> _Work instruction_:
Within the listing below, count the lines that have the string "address". Answer with that number only.

> _Dataset records_:
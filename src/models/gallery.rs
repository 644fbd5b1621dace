//! Gallery items

use super::null_default;
use once_cell::sync::Lazy;
use regex::Regex;
use serde::{Deserialize, Serialize};

static YOUTUBE_ID: Lazy<Regex> = Lazy::new(|| {
    Regex::new(r"(?:youtube\.com/(?:watch\?(?:.*&)?v=|embed/|shorts/|live/)|youtu\.be/)([A-Za-z0-9_-]{11})")
        .expect("valid youtube pattern")
});

/// Kind of media in a gallery item
#[derive(Debug, Clone, Copy, Default, PartialEq, Eq, Serialize, Deserialize)]
pub enum MediaKind {
    #[serde(rename = "video")]
    Video,
    /// Anything that is not a video is shown as a picture
    #[default]
    #[serde(rename = "imagem", other)]
    Image,
}

/// Photo or video shown in the gallery
#[derive(Debug, Clone, Serialize, Deserialize)]
pub struct GalleryItem {
    #[serde(rename(deserialize = "_id"))]
    pub id: String,
    #[serde(default, rename(deserialize = "titulo"))]
    pub title: Option<String>,
    #[serde(default, rename(deserialize = "descricao"))]
    pub description: Option<String>,
    #[serde(default, deserialize_with = "null_default", rename(deserialize = "tipoMidia"))]
    pub kind: MediaKind,
    #[serde(default, rename(deserialize = "imagemUrl"))]
    pub image_url: Option<String>,
    #[serde(default, rename(deserialize = "videoUrl"))]
    pub video_url: Option<String>,
}

impl GalleryItem {
    /// `youtube-nocookie` embed URL when the video is hosted on YouTube
    pub fn youtube_embed_url(&self) -> Option<String> {
        youtube_embed_url(self.video_url.as_deref()?)
    }
}

/// Embed URL for any YouTube watch/share/embed link
pub fn youtube_embed_url(url: &str) -> Option<String> {
    let caps = YOUTUBE_ID.captures(url)?;
    Some(format!("https://www.youtube-nocookie.com/embed/{}", &caps[1]))
}
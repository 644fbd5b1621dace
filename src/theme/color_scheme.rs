//! Light/dark color scheme
//!
//! The visitor's choice lives in the `tema` cookie. Without one, the
//! browser's own preference decides: the server knows it when the client
//! hint is sent, otherwise the page carries no scheme class and the
//! stylesheet follows `prefers-color-scheme`.

use serde::Serialize;

/// Cookie holding the chosen scheme
pub const COOKIE_NAME: &str = "tema";

/// One year
pub const COOKIE_MAX_AGE_SECS: u64 = 365 * 24 * 60 * 60;

/// Client hint carrying the system preference
pub const SYSTEM_HINT_HEADER: &str = "sec-ch-prefers-color-scheme";

/// Toggle label while the stylesheet decides the scheme
pub const SYSTEM_TOGGLE_LABEL: &str = "Alternar modo claro/escuro";

/// `<html>` class for a possibly unknown scheme; empty defers to the
/// stylesheet's media query
pub fn html_class(scheme: Option<ColorScheme>) -> &'static str {
    scheme.map_or("", ColorScheme::html_class)
}

pub fn toggle_label(scheme: Option<ColorScheme>) -> &'static str {
    scheme.map_or(SYSTEM_TOGGLE_LABEL, ColorScheme::toggle_label)
}

#[derive(Debug, Clone, Copy, Default, PartialEq, Eq, Serialize)]
#[serde(rename_all = "lowercase")]
pub enum ColorScheme {
    #[default]
    Light,
    Dark,
}

impl ColorScheme {
    pub fn parse(raw: &str) -> Option<Self> {
        match raw.trim().trim_matches('"').to_ascii_lowercase().as_str() {
            "light" => Some(Self::Light),
            "dark" => Some(Self::Dark),
            _ => None,
        }
    }

    /// Stored choice first, then the system preference sent as a hint
    pub fn known(stored: Option<&str>, system: Option<&str>) -> Option<Self> {
        stored
            .and_then(Self::parse)
            .or_else(|| system.and_then(Self::parse))
    }

    pub fn toggled(self) -> Self {
        match self {
            Self::Light => Self::Dark,
            Self::Dark => Self::Light,
        }
    }

    pub fn as_str(self) -> &'static str {
        match self {
            Self::Light => "light",
            Self::Dark => "dark",
        }
    }

    /// Class on the `<html>` element
    pub fn html_class(self) -> &'static str {
        self.as_str()
    }

    /// Accessible label of the toggle button
    pub fn toggle_label(self) -> &'static str {
        match self {
            Self::Light => "Ativar modo escuro",
            Self::Dark => "Ativar modo claro",
        }
    }

    /// `Set-Cookie` value persisting this scheme
    pub fn cookie(self) -> String {
        format!(
            "{COOKIE_NAME}={}; Path=/; Max-Age={COOKIE_MAX_AGE_SECS}; SameSite=Lax",
            self.as_str()
        )
    }
}

#[cfg(test)]
mod tests {
    use super::*;
    use proptest::prelude::*;

    #[test]
    fn test_stored_overrides_system() {
        assert_eq!(ColorScheme::known(Some("light"), Some("dark")), Some(ColorScheme::Light));
        assert_eq!(ColorScheme::known(Some("dark"), Some("light")), Some(ColorScheme::Dark));
    }

    #[test]
    fn test_system_used_without_stored() {
        assert_eq!(ColorScheme::known(None, Some("\"dark\"")), Some(ColorScheme::Dark));
        assert_eq!(ColorScheme::known(Some("roxo"), Some("dark")), Some(ColorScheme::Dark));
    }

    #[test]
    fn test_unknown_scheme_leaves_html_unclassed() {
        assert_eq!(ColorScheme::known(None, None), None);
        assert_eq!(html_class(None), "");
        assert_eq!(toggle_label(None), SYSTEM_TOGGLE_LABEL);
        assert_eq!(html_class(Some(ColorScheme::Light)), "light");
        assert_eq!(html_class(Some(ColorScheme::Dark)), "dark");
    }

    #[test]
    fn test_cookie() {
        assert_eq!(
            ColorScheme::Dark.cookie(),
            "tema=dark; Path=/; Max-Age=31536000; SameSite=Lax"
        );
    }

    proptest! {
        #[test]
        fn toggling_twice_restores_class(dark in any::<bool>()) {
            let scheme = if dark { ColorScheme::Dark } else { ColorScheme::Light };
            prop_assert_eq!(scheme.toggled().toggled().html_class(), scheme.html_class());
            prop_assert_ne!(scheme.toggled(), scheme);
        }
    }
}
//! Site-wide settings singleton

use super::{null_default, SocialLink};
use serde::{Deserialize, Serialize};

/// One weekly service
#[derive(Debug, Clone, PartialEq, Eq, Serialize, Deserialize)]
pub struct ServiceTime {
    #[serde(default, deserialize_with = "null_default", rename(deserialize = "diaSemana"))]
    pub weekday: String,
    #[serde(default, deserialize_with = "null_default", rename(deserialize = "horario"))]
    pub time: String,
    #[serde(default, deserialize_with = "null_default", rename(deserialize = "descricaoCulto"))]
    pub description: String,
}

impl ServiceTime {
    fn new(weekday: &str, time: &str, description: &str) -> Self {
        Self {
            weekday: weekday.to_string(),
            time: time.to_string(),
            description: description.to_string(),
        }
    }
}

/// Schedule shown when the store has none
pub fn default_schedule() -> Vec<ServiceTime> {
    vec![
        ServiceTime::new("Domingo", "08h30", "Escola Bíblica Dominical"),
        ServiceTime::new("Domingo", "18h00", "Culto da Família"),
        ServiceTime::new("Quinta-feira", "20h00", "Culto de Oração"),
        ServiceTime::new("Domingo", "09h00", "Santa Ceia"),
        ServiceTime::new("Segunda-feira", "08h00", "Círculo de Oração"),
    ]
}

/// Contact data and schedule shared by the footer and the contact page
#[derive(Debug, Clone, Default, Serialize, Deserialize)]
pub struct GeneralSettings {
    #[serde(default, rename(deserialize = "endereco"))]
    pub address: Option<String>,
    #[serde(default, rename(deserialize = "cep"))]
    pub postal_code: Option<String>,
    #[serde(default, rename(deserialize = "telefonePrincipal"))]
    pub phone: Option<String>,
    #[serde(default, rename(deserialize = "emailContato"))]
    pub email: Option<String>,
    #[serde(default, rename(deserialize = "linkMapa"))]
    pub map_url: Option<String>,
    #[serde(default, deserialize_with = "null_default", rename(deserialize = "redesSociais"))]
    pub social_links: Vec<SocialLink>,
    #[serde(default, deserialize_with = "null_default", rename(deserialize = "horariosCultos"))]
    pub services: Vec<ServiceTime>,
}

impl GeneralSettings {
    /// Stored schedule, or the default one when the store has none
    pub fn schedule(&self) -> Vec<ServiceTime> {
        if self.services.is_empty() {
            default_schedule()
        } else {
            self.services.clone()
        }
    }

    /// `tel:` link with only the digits of the phone number
    pub fn phone_href(&self) -> Option<String> {
        let digits: String = self
            .phone
            .as_deref()?
            .chars()
            .filter(|c| c.is_ascii_digit() || *c == '+')
            .collect();
        (!digits.is_empty()).then(|| format!("tel:{digits}"))
    }

    /// Whether any contact detail is present
    pub fn has_contact(&self) -> bool {
        self.address.is_some() || self.phone.is_some() || self.email.is_some()
    }
}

> _Exercise result_:
2